Jason and Sonia find Komarov's facility outside Moscow and raid it. Sonia kills Grishin and takes his phone, which allows them to locate the FSB agents spreading the viruses. After Jason secretly hands Grishin's phone to Sir Nigel, he orders the arrest of the rogue FSB agents. Komarov's plan is revealed publicly, and riots ensue in the streets, calling for his resignation. Komarov attempts to mobilize the army against the rioting crowds, but Nikolayev, at Jason and Sonia's urging, convinces the troops to stand down.

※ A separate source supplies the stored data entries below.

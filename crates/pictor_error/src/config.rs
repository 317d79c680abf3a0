//! Startup configuration failures.

/// Raised while building the server's settings, before any tool call runs.
///
/// Records where the error was constructed so log lines point at the check
/// that failed.
#[derive(Debug, Clone, derive_more::Display, derive_more::Error)]
#[display("Configuration Error: {} at line {} in {}", message, line, file)]
pub struct ConfigError {
    /// Error message
    pub message: String,
    /// Line number where the error occurred
    pub line: u32,
    /// File where the error occurred
    pub file: &'static str,
}

impl ConfigError {
    /// Capture `message` along with the caller's file and line.
    ///
    /// # Examples
    ///
    /// ```
    /// use pictor_error::ConfigError;
    ///
    /// let raw = "ten";
    /// let err = raw
    ///     .parse::<u64>()
    ///     .map_err(|e| ConfigError::new(format!("Invalid OPENAI_TIMEOUT_SECS '{}': {}", raw, e)))
    ///     .unwrap_err();
    ///
    /// assert!(err.message.starts_with("Invalid OPENAI_TIMEOUT_SECS 'ten'"));
    /// assert!(err.file.ends_with(".rs"));
    /// assert!(err.to_string().starts_with("Configuration Error: Invalid OPENAI_TIMEOUT_SECS"));
    /// ```
    #[track_caller]
    pub fn new(message: impl Into<String>) -> Self {
        let location = std::panic::Location::caller();
        Self {
            message: message.into(),
            line: location.line(),
            file: location.file(),
        }
    }
}
//! Domain ports and supporting types for the hexagonal boundary.

mod macros;
pub(crate) use macros::define_port_error;

mod image_source;
mod item_repository;
mod items_command;
mod login_service;
mod pantry_query;
mod reminder_notifier;
mod signup_service;
mod user_repository;

#[cfg(test)]
pub use image_source::MockImageSource;
pub use image_source::{
    fallback_image, ImageSource, ImageSourceError, UnconfiguredImageSource, FALLBACK_IMAGE_URL,
};
#[cfg(test)]
pub use item_repository::MockItemRepository;
pub use item_repository::{ItemRepository, ItemRepositoryError};
pub use items_command::{AddItemRequest, FixtureItemsCommand, ItemsCommand};
pub use login_service::{
    FixtureLoginService, LoginService, FIXTURE_PASSWORD, FIXTURE_USERNAME, FIXTURE_USER_ID,
};
pub use pantry_query::{FixturePantryQuery, PantryQuery};
#[cfg(test)]
pub use reminder_notifier::MockReminderNotifier;
pub use reminder_notifier::{
    NoopReminderNotifier, NotifierError, Reminder, ReminderKind, ReminderNotifier,
};
pub use signup_service::{FixtureSignupService, SignupService};
#[cfg(test)]
pub use user_repository::MockUserRepository;
pub use user_repository::{UserPersistenceError, UserRepository};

Komarov tries to escape but is cornered and shot by Jason and subsequently killed by the crowds.

Nikolayev becomes the acting President, and Sonia is appointed head of the FSB. Jason moves back to Spain with Elena and resumes his job hiring out a fishing boat.

==Cast==
- Patrick Swayze as Jason Monk
- Patrick Bergin as Igor Komarov
- Michael York as Sir Nigel Irvine
- Annika Peterson as Sonia Astrova
- Ben Cross as Anatoly Grishin
- Jeff Fahey as Harvey Blackledge
- Joss Ackland as General Nikolai Nikolayev
- Steve Speirs as Viktor Akopov
- Niko Nicotera as Andrei Kasanov
- Valentin Ganev as Vladimir Tonkin
- Barry Morse as Josef Cherkassov
- Tom Wlaschiha as Vladimir Dorganosov
- Jay Benedict as Carey Jordan
- Theodor Danetti as Leonid Zaitsev
- Marta Kondova as Elena
- Atanas Srebrev as Misha
- Ross McCall as John Cromwell
- Charles Martin Smith as Doctor

==Reception==
Robert Pardi of TV Guide gave the film 2/5 stars and remarked that screenwriters Adam Armus and Kay Foster butcher the best-selling source material.